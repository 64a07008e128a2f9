//! External Providers
//!
//! HTTP clients for the collaborators the pool talks to: the voice provider
//! (per-key subscription usage) and the upload endpoint that receives chunk
//! bytes. Key material is held as `SecretString` and never logged.

mod upload_sink;
mod voice;

pub use upload_sink::{DiscardChunkSink, HttpChunkSink};
pub use voice::VoiceUsageClient;

use keylease_core::KeyIndex;
use secrecy::SecretString;
use std::time::Duration;

use crate::constants::{DEFAULT_MAX_POOL_KEYS, DEFAULT_PROVIDER_TIMEOUT_SECS, DEFAULT_VOICE_API_BASE};

/// One configured voice API key.
#[derive(Clone)]
pub struct VoiceKey {
    pub key_index: KeyIndex,
    pub secret: SecretString,
}

impl std::fmt::Debug for VoiceKey {
    fn fmt(&self, f: &mut std::fmt::Formatter<'_>) -> std::fmt::Result {
        f.debug_struct("VoiceKey")
            .field("key_index", &self.key_index)
            .field("secret", &"[REDACTED]")
            .finish()
    }
}

/// Configuration for outbound provider calls.
#[derive(Debug, Clone)]
pub struct ProviderConfig {
    /// Voice provider base URL, without trailing slash
    pub voice_api_base: String,
    /// Keys found in the environment, ordered by index
    pub voice_keys: Vec<VoiceKey>,
    /// Where chunk bytes are posted. `None` discards them.
    pub upload_endpoint: Option<String>,
    /// Timeout applied to every outbound request
    pub timeout: Duration,
}

impl Default for ProviderConfig {
    fn default() -> Self {
        Self {
            voice_api_base: DEFAULT_VOICE_API_BASE.to_string(),
            voice_keys: Vec::new(),
            upload_endpoint: None,
            timeout: Duration::from_secs(DEFAULT_PROVIDER_TIMEOUT_SECS),
        }
    }
}

impl ProviderConfig {
    /// Load provider configuration from environment variables.
    ///
    /// Environment variables:
    /// - `KEYLEASE_VOICE_API_BASE`: Voice provider base URL
    /// - `KEYLEASE_VOICE_API_KEY_{N}`: Key for pool index N (N below `KEYLEASE_MAX_POOL_KEYS`, default 16)
    /// - `KEYLEASE_UPLOAD_ENDPOINT`: Chunk upload URL (unset = discard)
    /// - `KEYLEASE_PROVIDER_TIMEOUT_SECS`: Outbound request timeout (default: 30)
    pub fn from_env() -> Self {
        let max_keys: usize = std::env::var("KEYLEASE_MAX_POOL_KEYS")
            .ok()
            .and_then(|s| s.parse().ok())
            .unwrap_or(DEFAULT_MAX_POOL_KEYS);

        let voice_keys = (0..max_keys)
            .filter_map(|i| {
                let key_index = KeyIndex::try_from(i).ok()?;
                let value = std::env::var(format!("KEYLEASE_VOICE_API_KEY_{}", i)).ok()?;
                let value = value.trim().to_string();
                (!value.is_empty()).then(|| VoiceKey {
                    key_index,
                    secret: SecretString::new(value.into()),
                })
            })
            .collect();

        Self {
            voice_api_base: std::env::var("KEYLEASE_VOICE_API_BASE")
                .map(|s| s.trim_end_matches('/').to_string())
                .unwrap_or_else(|_| DEFAULT_VOICE_API_BASE.to_string()),
            voice_keys,
            upload_endpoint: std::env::var("KEYLEASE_UPLOAD_ENDPOINT")
                .ok()
                .filter(|s| !s.trim().is_empty()),
            timeout: Duration::from_secs(
                std::env::var("KEYLEASE_PROVIDER_TIMEOUT_SECS")
                    .ok()
                    .and_then(|s| s.parse().ok())
                    .unwrap_or(DEFAULT_PROVIDER_TIMEOUT_SECS),
            ),
        }
    }

    /// Indices of every configured key.
    pub fn key_indices(&self) -> Vec<KeyIndex> {
        self.voice_keys.iter().map(|k| k.key_index).collect()
    }
}
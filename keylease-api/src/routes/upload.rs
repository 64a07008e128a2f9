//! Chunked Upload REST API Routes
//!
//! Recordings arrive as base64 chunks. Metadata is stored; bytes are
//! forwarded to the upload endpoint in the background.

use axum::{
    extract::{Path, State},
    routing::{get, post},
    Json, Router,
};
use chrono::Utc;

use crate::{
    error::{ApiError, ApiResult},
    extractors::ApiJson,
    services,
    state::AppState,
    types::{
        ChunkUploadRequest, ChunkUploadResponse, FinalizeUploadRequest, FinalizeUploadResponse,
        UploadProgressResponse,
    },
};

/// POST /api/v1/uploads/chunks - Record one chunk
#[utoipa::path(
    post,
    path = "/api/v1/uploads/chunks",
    tag = "Uploads",
    request_body = ChunkUploadRequest,
    responses(
        (status = 200, description = "Chunk stored, forwarding in background", body = ChunkUploadResponse),
        (status = 400, description = "Missing field, bad position or undecodable payload", body = ApiError),
        (status = 409, description = "Upload already finalized", body = ApiError),
        (status = 413, description = "Chunk exceeds the size limit", body = ApiError),
    ),
)]
pub async fn upload_chunk(
    State(state): State<AppState>,
    ApiJson(req): ApiJson<ChunkUploadRequest>,
) -> ApiResult<Json<ChunkUploadResponse>> {
    services::record_chunk(state.store.as_ref(), state.sink.clone(), req, Utc::now())
        .await
        .map(Json)
}

/// POST /api/v1/uploads/finalize - Verify every chunk arrived
#[utoipa::path(
    post,
    path = "/api/v1/uploads/finalize",
    tag = "Uploads",
    request_body = FinalizeUploadRequest,
    responses(
        (status = 200, description = "Upload complete", body = FinalizeUploadResponse),
        (status = 400, description = "Chunks missing; details carry expected and found", body = ApiError),
    ),
)]
pub async fn finalize_upload(
    State(state): State<AppState>,
    ApiJson(req): ApiJson<FinalizeUploadRequest>,
) -> ApiResult<Json<FinalizeUploadResponse>> {
    let record = services::finalize_upload(state.store.as_ref(), req, Utc::now()).await?;
    Ok(Json(FinalizeUploadResponse::from(record)))
}

/// GET /api/v1/uploads/{uploadId} - Progress of an upload
#[utoipa::path(
    get,
    path = "/api/v1/uploads/{uploadId}",
    tag = "Uploads",
    params(
        ("uploadId" = String, Path, description = "Client-chosen upload ID")
    ),
    responses(
        (status = 200, description = "Upload progress", body = UploadProgressResponse),
        (status = 404, description = "Nothing received for this upload", body = ApiError),
    ),
)]
pub async fn upload_progress(
    State(state): State<AppState>,
    Path(upload_id): Path<String>,
) -> ApiResult<Json<UploadProgressResponse>> {
    let progress = services::upload_progress(state.store.as_ref(), &upload_id).await?;
    Ok(Json(UploadProgressResponse::from(progress)))
}

/// Create the upload router, mounted at `/api/v1/uploads`.
pub fn create_router(state: AppState) -> Router {
    Router::new()
        .route("/chunks", post(upload_chunk))
        .route("/finalize", post(finalize_upload))
        .route("/:upload_id", get(upload_progress))
        .with_state(state)
}
//! KEYLEASE Telemetry - Observability Infrastructure
//!
//! Structured logging via tracing-subscriber and Prometheus metrics for the
//! API layer. Nothing here needs an external collector to work.

pub mod metrics;
pub mod middleware;
pub mod tracer;

pub use metrics::{metrics_handler, KeyleaseMetrics, METRICS};
pub use middleware::observability_middleware;
pub use tracer::{init_tracer, LogFormat, TelemetryConfig};
impl DbConfig {
    /// Create a new database configuration from environment variables.
    pub fn from_env() -> Self {
        Self {
            host: std::env::var("KEYLEASE_DB_HOST").unwrap_or_else(|_| "localhost".to_string()),
            port: std::env::var("KEYLEASE_DB_PORT")
                .ok()
                .and_then(|s| s.parse().ok())
                .unwrap_or(5432),
            dbname: std::env::var("KEYLEASE_DB_NAME").unwrap_or_else(|_| "keylease".to_string()),
            user: std::env::var("KEYLEASE_DB_USER").unwrap_or_else(|_| "postgres".to_string()),
            password: std::env::var("KEYLEASE_DB_PASSWORD").unwrap_or_default(),
            max_size: std::env::var("KEYLEASE_DB_POOL_SIZE")
                .ok()
                .and_then(|s| s.parse().ok())
                .unwrap_or(16),
            timeout: Duration::from_secs(
                std::env::var("KEYLEASE_DB_TIMEOUT")
                    .ok()
                    .and_then(|s| s.parse().ok())
                    .unwrap_or(30),
            ),
        }
    }

    /// Create a connection pool from this configuration.
    pub fn create_pool(&self) -> ApiResult<Pool> {
        let mut cfg = Config::new();
        cfg.host = Some(self.host.clone());
        cfg.port = Some(self.port);
        cfg.dbname = Some(self.dbname.clone());
        cfg.user = Some(self.user.clone());
        cfg.password = Some(self.password.clone());
        cfg.connect_timeout = Some(self.timeout);

        cfg.manager = Some(ManagerConfig {
            recycling_method: RecyclingMethod::Fast,
        });

        let mut pool_cfg = deadpool_postgres::PoolConfig::new(self.max_size);
        pool_cfg.timeouts.wait = Some(self.timeout);
        cfg.pool = Some(pool_cfg);

        let pool = cfg
            .create_pool(Some(Runtime::Tokio1), NoTls)
            .map_err(|e| ApiError::database_error(format!("Failed to create pool: {}", e)))?;

        Ok(pool)
    }
}

// ============================================================================
// DATABASE CLIENT WRAPPER
// ============================================================================

/// Database client that wraps a connection pool.
#[derive(Clone)]
pub struct DbClient {
    pool: Pool,
}

impl DbClient {
    /// Create a new database client with the given pool.
    pub fn new(pool: Pool) -> Self {
        Self { pool }
    }

    /// Create a new database client from configuration.
    pub fn from_config(config: &DbConfig) -> ApiResult<Self> {
        let pool = config.create_pool()?;
        Ok(Self::new(pool))
    }

    /// Get the current pool size for observability.
    pub fn pool_size(&self) -> usize {
        self.pool.status().size
    }

    /// Create tables and indexes if they do not exist.
    pub async fn migrate(&self) -> ApiResult<()> {
        let conn = self.pool.get().await?;
        conn.batch_execute(SCHEMA_SQL).await?;
        tracing::info!("Database schema is up to date");
        Ok(())
    }

    /// Get a connection from the pool.
    async fn get_conn(&self) -> KeyleaseResult<deadpool_postgres::Object> {
        self.pool.get().await.map_err(pool_err)
    }
}

impl std::fmt::Debug for DbClient {
    fn fmt(&self, f: &mut std::fmt::Formatter<'_>) -> std::fmt::Result {
        f.debug_struct("DbClient")
            .field("pool_size", &self.pool_size())
            .finish()
    }
}

// ============================================================================
// ERROR AND ROW MAPPING
// ============================================================================

fn db_err(err: tokio_postgres::Error) -> KeyleaseError {
    if err.is_closed() {
        StorageError::Unavailable {
            reason: err.to_string(),
        }
        .into()
    } else {
        StorageError::TransactionFailed {
            reason: err.to_string(),
        }
        .into()
    }
}

fn pool_err(err: deadpool_postgres::PoolError) -> KeyleaseError {
    StorageError::Unavailable {
        reason: err.to_string(),
    }
    .into()
}

fn column_i32(field: &str, value: u32) -> KeyleaseResult<i32> {
    i32::try_from(value).map_err(|_| {
        ValidationError::InvalidValue {
            field: field.to_string(),
            reason: format!("{} is out of range", value),
        }
        .into()
    })
}

fn column_u32(field: &str, value: i64) -> KeyleaseResult<u32> {
    u32::try_from(value).map_err(|_| {
        StorageError::Corrupt {
            reason: format!("{} holds {}", field, value),
        }
        .into()
    })
}

fn resource_from_row(row: &Row) -> PoolResource {
    PoolResource {
        key_index: row.get("key_index"),
        is_active: row.get("is_active"),
        active_lease_count: row.get("active_lease_count"),
        last_used_at: row.get("last_used_at"),
        available_credits: row.get("available_credits"),
        last_credit_check: row.get("last_credit_check"),
        created_at: row.get("created_at"),
        updated_at: row.get("updated_at"),
    }
}

fn lease_from_row(row: &Row) -> KeyleaseResult<Lease> {
    let status: String = row.get("status");
    let status = LeaseStatus::from_db_str(&status).map_err(|e| StorageError::Corrupt {
        reason: e.to_string(),
    })?;
    Ok(Lease {
        lease_id: row.get("lease_id"),
        key_index: row.get("key_index"),
        holder_id: row.get("holder_id"),
        context_id: row.get("context_id"),
        issued_at: row.get("issued_at"),
        expires_at: row.get("expires_at"),
        last_heartbeat_at: row.get("last_heartbeat_at"),
        updated_at: row.get("updated_at"),
        status,
    })
}

fn chunk_from_row(row: &Row) -> KeyleaseResult<ChunkRecord> {
    let chunk_index: i32 = row.get("chunk_index");
    let total_chunks: i32 = row.get("total_chunks");
    let chunk_size: i64 = row.get("chunk_size");
    Ok(ChunkRecord {
        upload_id: row.get("upload_id"),
        chunk_index: column_u32("chunk_index", i64::from(chunk_index))?,
        total_chunks: column_u32("total_chunks", i64::from(total_chunks))?,
        holder_id: row.get("holder_id"),
        context_id: row.get("context_id"),
        chunk_size: u64::try_from(chunk_size).map_err(|_| StorageError::Corrupt {
            reason: format!("chunk_size holds {}", chunk_size),
        })?,
        content_type: row.get("content_type"),
        received_at: row.get("received_at"),
    })
}

fn upload_from_row(row: &Row) -> KeyleaseResult<UploadRecord> {
    let chunk_count: i32 = row.get("chunk_count");
    Ok(UploadRecord {
        upload_id: row.get("upload_id"),
        holder_id: row.get("holder_id"),
        context_id: row.get("context_id"),
        chunk_count: column_u32("chunk_count", i64::from(chunk_count))?,
        finalized_at: row.get("finalized_at"),
    })
}
//! Service Layer
//!
//! Business logic between the handlers and the store. Services validate
//! input, call the store, log and record metrics; response shaping stays
//! in `types`.

mod lease_service;
mod pool_service;
mod upload_service;

pub use lease_service::*;
pub use pool_service::*;
pub use upload_service::*;
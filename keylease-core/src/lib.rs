//! KEYLEASE Core - Entity Types
//!
//! Shared types for sharing a small pool of rate-limited API keys across
//! many concurrent interview sessions, plus the metadata model for chunked
//! recording uploads. Storage and HTTP live in other crates.

mod error;
mod identity;
mod lease;
mod policy;
mod provider;
mod resource;
mod upload;

pub use error::*;
pub use identity::*;
pub use lease::*;
pub use policy::*;
pub use provider::*;
pub use resource::*;
pub use upload::*;
//! JSON body extractor.
//!
//! `axum::Json` rejects with a plain-text body. `ApiJson<T>` runs the same
//! extraction but rejects with `{"error": ..., "message": ...}` so clients
//! see one error shape for every failure.

use axum::extract::FromRequest;

use crate::error::ApiError;

/// `Json<T>` that rejects with [`ApiError`].
///
/// ```rust,ignore
/// async fn allocate(ApiJson(req): ApiJson<AllocateRequest>) -> ApiResult<impl IntoResponse> {
///     // ...
/// }
/// ```
#[derive(Debug, Clone, Copy, Default, FromRequest)]
#[from_request(via(axum::Json), rejection(ApiError))]
pub struct ApiJson<T>(pub T);

#[cfg(test)]
mod tests {
    use super::*;
    use crate::error::ErrorCode;
    use axum::{body::Body, http::Request};
    use serde::Deserialize;

    #[derive(Debug, Deserialize)]
    struct Named {
        #[allow(dead_code)]
        name: String,
    }

    fn json_request(body: &'static str) -> Request<Body> {
        Request::builder()
            .method("POST")
            .uri("/")
            .header("content-type", "application/json")
            .body(Body::from(body))
            .unwrap_or_default()
    }

    #[tokio::test]
    async fn test_malformed_body_is_invalid_input() {
        let result = ApiJson::<Named>::from_request(json_request("{not json"), &()).await;
        assert_eq!(result.err().map(|e| e.code), Some(ErrorCode::InvalidInput));
    }

    #[tokio::test]
    async fn test_valid_body_extracts() {
        let result = ApiJson::<Named>::from_request(json_request(r#"{"name":"x"}"#), &()).await;
        assert!(result.is_ok());
    }
}
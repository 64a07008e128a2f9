//! Lease REST API Routes
//!
//! One route per lease operation. Each handler validates, calls the lease
//! service and shapes the response; the store does the atomic work.

use axum::{extract::State, http::StatusCode, response::IntoResponse, routing::post, Json, Router};
use chrono::Utc;
use keylease_core::LeasePolicy;

use crate::{
    error::{ApiError, ApiResult},
    extractors::ApiJson,
    services,
    state::{AppState, SharedStore},
    types::{
        AllocateRequest, AllocateResponse, CleanupResponse, DeallocateRequest,
        DeallocateResponse, HeartbeatRequest, HeartbeatResponse,
    },
};

// ============================================================================
// ROUTE HANDLERS
// ============================================================================

/// POST /api/v1/leases/allocate - Lease a slot on the least recently used key
#[utoipa::path(
    post,
    path = "/api/v1/leases/allocate",
    tag = "Leases",
    request_body = AllocateRequest,
    responses(
        (status = 201, description = "Lease issued", body = AllocateResponse),
        (status = 400, description = "Missing candidateId or interviewId", body = ApiError),
        (status = 429, description = "Every key is at capacity", body = ApiError),
        (status = 500, description = "Datastore failure", body = ApiError),
    ),
)]
pub async fn allocate(
    State(store): State<SharedStore>,
    State(policy): State<LeasePolicy>,
    ApiJson(req): ApiJson<AllocateRequest>,
) -> ApiResult<impl IntoResponse> {
    let lease = services::allocate_lease(store.as_ref(), &policy, req, Utc::now()).await?;
    Ok((StatusCode::CREATED, Json(AllocateResponse::from(&lease))))
}

/// POST /api/v1/leases/heartbeat - Keep a lease alive
#[utoipa::path(
    post,
    path = "/api/v1/leases/heartbeat",
    tag = "Leases",
    request_body = HeartbeatRequest,
    responses(
        (status = 200, description = "Lease renewed", body = HeartbeatResponse),
        (status = 400, description = "Missing or malformed sessionId", body = ApiError),
        (status = 404, description = "Lease unknown, closed or past its ceiling", body = ApiError),
    ),
)]
pub async fn heartbeat(
    State(store): State<SharedStore>,
    State(policy): State<LeasePolicy>,
    ApiJson(req): ApiJson<HeartbeatRequest>,
) -> ApiResult<Json<HeartbeatResponse>> {
    let now = Utc::now();
    let lease =
        services::renew_lease(store.as_ref(), &policy, req.session_id.as_deref(), now).await?;
    Ok(Json(HeartbeatResponse::from_lease(&lease, now)))
}

/// POST /api/v1/leases/deallocate - Release a lease
///
/// Releasing an unknown or already closed lease succeeds with
/// `released: false`.
#[utoipa::path(
    post,
    path = "/api/v1/leases/deallocate",
    tag = "Leases",
    request_body = DeallocateRequest,
    responses(
        (status = 200, description = "Lease released (or already inactive)", body = DeallocateResponse),
        (status = 400, description = "Missing or malformed sessionId", body = ApiError),
    ),
)]
pub async fn deallocate(
    State(store): State<SharedStore>,
    ApiJson(req): ApiJson<DeallocateRequest>,
) -> ApiResult<Json<DeallocateResponse>> {
    let outcome =
        services::release_lease(store.as_ref(), req.session_id.as_deref(), Utc::now()).await?;
    Ok(Json(DeallocateResponse {
        success: true,
        released: outcome.released(),
    }))
}

/// POST /api/v1/leases/cleanup - Expire stale leases now
#[utoipa::path(
    post,
    path = "/api/v1/leases/cleanup",
    tag = "Leases",
    responses(
        (status = 200, description = "Sweep finished", body = CleanupResponse),
        (status = 500, description = "Datastore failure", body = ApiError),
    ),
)]
pub async fn cleanup(
    State(store): State<SharedStore>,
    State(policy): State<LeasePolicy>,
) -> ApiResult<Json<CleanupResponse>> {
    let now = Utc::now();
    let reclaimed = services::reclaim_expired(store.as_ref(), &policy, now).await?;
    Ok(Json(CleanupResponse::new(reclaimed, now)))
}

// ============================================================================
// ROUTER
// ============================================================================

/// Create the lease router, mounted at `/api/v1/leases`.
pub fn create_router(state: AppState) -> Router {
    Router::new()
        .route("/allocate", post(allocate))
        .route("/heartbeat", post(heartbeat))
        .route("/deallocate", post(deallocate))
        .route("/cleanup", post(cleanup))
        .with_state(state)
}
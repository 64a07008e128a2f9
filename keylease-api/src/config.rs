//! API Configuration Module
//!
//! CORS, body limits and the lease policy. Configuration is loaded from
//! environment variables with defaults suited to development.

use crate::constants::{DEFAULT_CORS_MAX_AGE_SECS, DEFAULT_MAX_BODY_BYTES};
use keylease_core::{
    ConfigError, LeasePolicy, DEFAULT_HEARTBEAT_WINDOW_SECS, DEFAULT_LEASE_TTL_SECS,
    DEFAULT_POOL_CAPACITY,
};
use std::time::Duration;

// ============================================================================
// API CONFIGURATION
// ============================================================================

/// HTTP surface configuration.
#[derive(Debug, Clone)]
pub struct ApiConfig {
    /// Allowed CORS origins (comma-separated in env var).
    /// Empty means allow all origins (dev mode).
    pub cors_origins: Vec<String>,

    /// Whether to allow credentials in CORS requests.
    pub cors_allow_credentials: bool,

    /// Max age for CORS preflight cache in seconds.
    pub cors_max_age_secs: u64,

    /// Largest accepted request body. Chunk uploads are the big ones.
    pub max_body_bytes: usize,
}

impl Default for ApiConfig {
    fn default() -> Self {
        Self {
            cors_origins: Vec::new(), // Empty = allow all
            cors_allow_credentials: false,
            cors_max_age_secs: DEFAULT_CORS_MAX_AGE_SECS,
            max_body_bytes: DEFAULT_MAX_BODY_BYTES,
        }
    }
}

impl ApiConfig {
    /// Create ApiConfig from environment variables.
    ///
    /// Environment variables:
    /// - `KEYLEASE_CORS_ORIGINS`: Comma-separated allowed origins (empty = allow all)
    /// - `KEYLEASE_CORS_ALLOW_CREDENTIALS`: "true" or "false" (default: false)
    /// - `KEYLEASE_CORS_MAX_AGE_SECS`: Preflight cache duration (default: 86400)
    /// - `KEYLEASE_MAX_BODY_BYTES`: Request body limit (default: 96 MiB)
    pub fn from_env() -> Self {
        let cors_origins = std::env::var("KEYLEASE_CORS_ORIGINS")
            .ok()
            .map(|s| parse_origins(&s))
            .unwrap_or_default();

        let cors_allow_credentials = std::env::var("KEYLEASE_CORS_ALLOW_CREDENTIALS")
            .ok()
            .map(|s| s.to_lowercase() == "true")
            .unwrap_or(false);

        let cors_max_age_secs = std::env::var("KEYLEASE_CORS_MAX_AGE_SECS")
            .ok()
            .and_then(|s| s.parse().ok())
            .unwrap_or(DEFAULT_CORS_MAX_AGE_SECS);

        let max_body_bytes = std::env::var("KEYLEASE_MAX_BODY_BYTES")
            .ok()
            .and_then(|s| s.parse().ok())
            .unwrap_or(DEFAULT_MAX_BODY_BYTES);

        Self {
            cors_origins,
            cors_allow_credentials,
            cors_max_age_secs,
            max_body_bytes,
        }
    }

    /// Check if running in production mode (strict CORS).
    pub fn is_production(&self) -> bool {
        !self.cors_origins.is_empty()
    }

    /// Check if a given origin is allowed.
    pub fn is_origin_allowed(&self, origin: &str) -> bool {
        if self.cors_origins.is_empty() {
            return true;
        }

        self.cors_origins.iter().any(|allowed| {
            if allowed == origin {
                return true;
            }
            // Wildcard subdomains: *.example.com
            if let Some(pattern) = allowed.strip_prefix("*.") {
                if let Some(origin_domain) = origin.strip_prefix("https://") {
                    return origin_domain.ends_with(&format!(".{}", pattern))
                        || origin_domain == pattern;
                }
            }
            false
        })
    }
}

fn parse_origins(raw: &str) -> Vec<String> {
    raw.split(',')
        .map(|o| o.trim().to_string())
        .filter(|o| !o.is_empty())
        .collect()
}

// ============================================================================
// LEASE POLICY
// ============================================================================

/// Build the lease policy from environment variables and validate it.
///
/// Environment variables:
/// - `KEYLEASE_POOL_CAPACITY`: Concurrent leases per key (default: 5)
/// - `KEYLEASE_LEASE_TTL_SECS`: Hard lifetime of a lease (default: 7200)
/// - `KEYLEASE_HEARTBEAT_WINDOW_SECS`: Silence tolerated before reclaim (default: 180)
pub fn lease_policy_from_env() -> Result<LeasePolicy, ConfigError> {
    let capacity = env_parse("KEYLEASE_POOL_CAPACITY", DEFAULT_POOL_CAPACITY)?;
    let ttl_secs = env_parse("KEYLEASE_LEASE_TTL_SECS", DEFAULT_LEASE_TTL_SECS)?;
    let window_secs = env_parse("KEYLEASE_HEARTBEAT_WINDOW_SECS", DEFAULT_HEARTBEAT_WINDOW_SECS)?;

    let policy = LeasePolicy {
        capacity,
        lease_ttl: Duration::from_secs(ttl_secs),
        heartbeat_window: Duration::from_secs(window_secs),
    };
    policy.validate()?;
    Ok(policy)
}

/// Parse an optional numeric env var. Unset means `default`; set but
/// unparseable is an error rather than a silent fallback.
fn env_parse<T>(name: &str, default: T) -> Result<T, ConfigError>
where
    T: std::str::FromStr,
    T::Err: std::fmt::Display,
{
    match std::env::var(name) {
        Ok(raw) => raw.trim().parse().map_err(|e: T::Err| ConfigError::InvalidValue {
            field: name.to_string(),
            value: raw.clone(),
            reason: e.to_string(),
        }),
        Err(_) => Ok(default),
    }
}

Your goal:
From the records above, work out how many lines contain the string "user". Give only the number.

Task response:
2